The Los Angeles City Council this week voted to examine how LA leaders would go about establishing a Right to Housing, as outlined in a motion authored by Councilmember Mark Ridley-Thomas. If it paved a way for other cities across the country to take comparable actions, it would not be the first time.
The move is part of an effort by the council to continue to push forward a framework that prioritizes preventing and ending homelessness, according to a press release from the City of Los Angeles.
The Right to Housing motion lays out updated facts about the dangers of losing one's home and argues for more preventative and healing efforts in light of the global pandemic.
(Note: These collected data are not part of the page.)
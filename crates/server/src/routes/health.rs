// crates/server/src/routes/health.rs
//! Health check endpoint for the API.

use std::sync::Arc;

use axum::{extract::State, routing::get, Json, Router};
use serde::Serialize;

use crate::state::AppState;

/// Response for the health check endpoint.
#[derive(Debug, Serialize)]
#[cfg_attr(test, derive(serde::Deserialize))]
pub struct HealthResponse {
    pub status: String,
    pub version: String,
    pub uptime_secs: u64,
    pub active_jobs: usize,
}

/// GET /api/health - Health check endpoint.
///
/// Returns server status, version, uptime and the number of live jobs.
pub async fn health_check(State(state): State<Arc<AppState>>) -> Json<HealthResponse> {
    Json(HealthResponse {
        status: "ok".to_string(),
        version: env!("CARGO_PKG_VERSION").to_string(),
        uptime_secs: state.uptime_secs(),
        active_jobs: state.store.len(),
    })
}

/// Create the health routes router.
pub fn router() -> Router<Arc<AppState>> {
    Router::new().route("/health", get(health_check))
}

#[cfg(test)]
mod tests {
    use super::*;

    #[test]
    fn test_health_response_serialization() {
        let response = HealthResponse {
            status: "ok".to_string(),
            version: "0.1.0".to_string(),
            uptime_secs: 42,
            active_jobs: 2,
        };

        let json = serde_json::to_string(&response).unwrap();
        assert!(json.contains("\"status\":\"ok\""));
        assert!(json.contains("\"version\":\"0.1.0\""));
        assert!(json.contains("\"uptime_secs\":42"));
        assert!(json.contains("\"active_jobs\":2"));
    }
}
"The most recent data from the County of Los Angeles' Chief Medical Examiner-Coroner shows that from January 1, 2020 to December 1, 2020, there were 1,248 known fatalities among people experiencing homelessness, a 32% increase from the previous year," read the motion. "While the deleterious effects of living on the streets include premature aging and untimely death, research shows that housing is a health intervention which creates a foundation for recovery and reintegration."
Now that the motion has been adopted, the city along with community stakeholders will craft recommendations to "envision, develop, and implement a legislative, budgetary, and policy framework that would require the government to provide a robust and responsive spectrum of solutions to prevent and address homelessness," according to the press release.
“I applaud my fellow Councilmembers for voting to invest in reimagining a pathway to solving our homelessness crisis at a broader and more impactful scale. A Right to Housing means creating a housing safety net that obligates the government to not only aid Angelenos off the streets and into interim and permanent housing, but also prevent homelessness in the first place,” Ridley-Thomas said. “Just like our rights to clean air, our right to vote, and our right to receive an education—it should be mandatory for LA City to provide a Right to Housing to its residents.”
Co-author of the bill, Councilmember Mitch O'Farrell added that "the status quo on our approach to keeping people housed no longer works as is evidenced by our homelessness and affordability crisis."
He continued, "We need to not only drastically increase our housing stock, but align our housing efforts with our legislative priorities. [The motion] takes an important step forward and will provide this Council with tools to improve housing for all Angelenos."
A study last summer indicated that, following the Great Recession, in 2008, California leaders led the way, creating policies to encourage mortgage modifications and the maintenance of foreclosed homes to prevent neighborhood blight and the inevitable damage it does to home prices in the surrounding area. Researchers have used that evidence to support the local and federal use of foreclosure moratoria and other CARES Act provisions.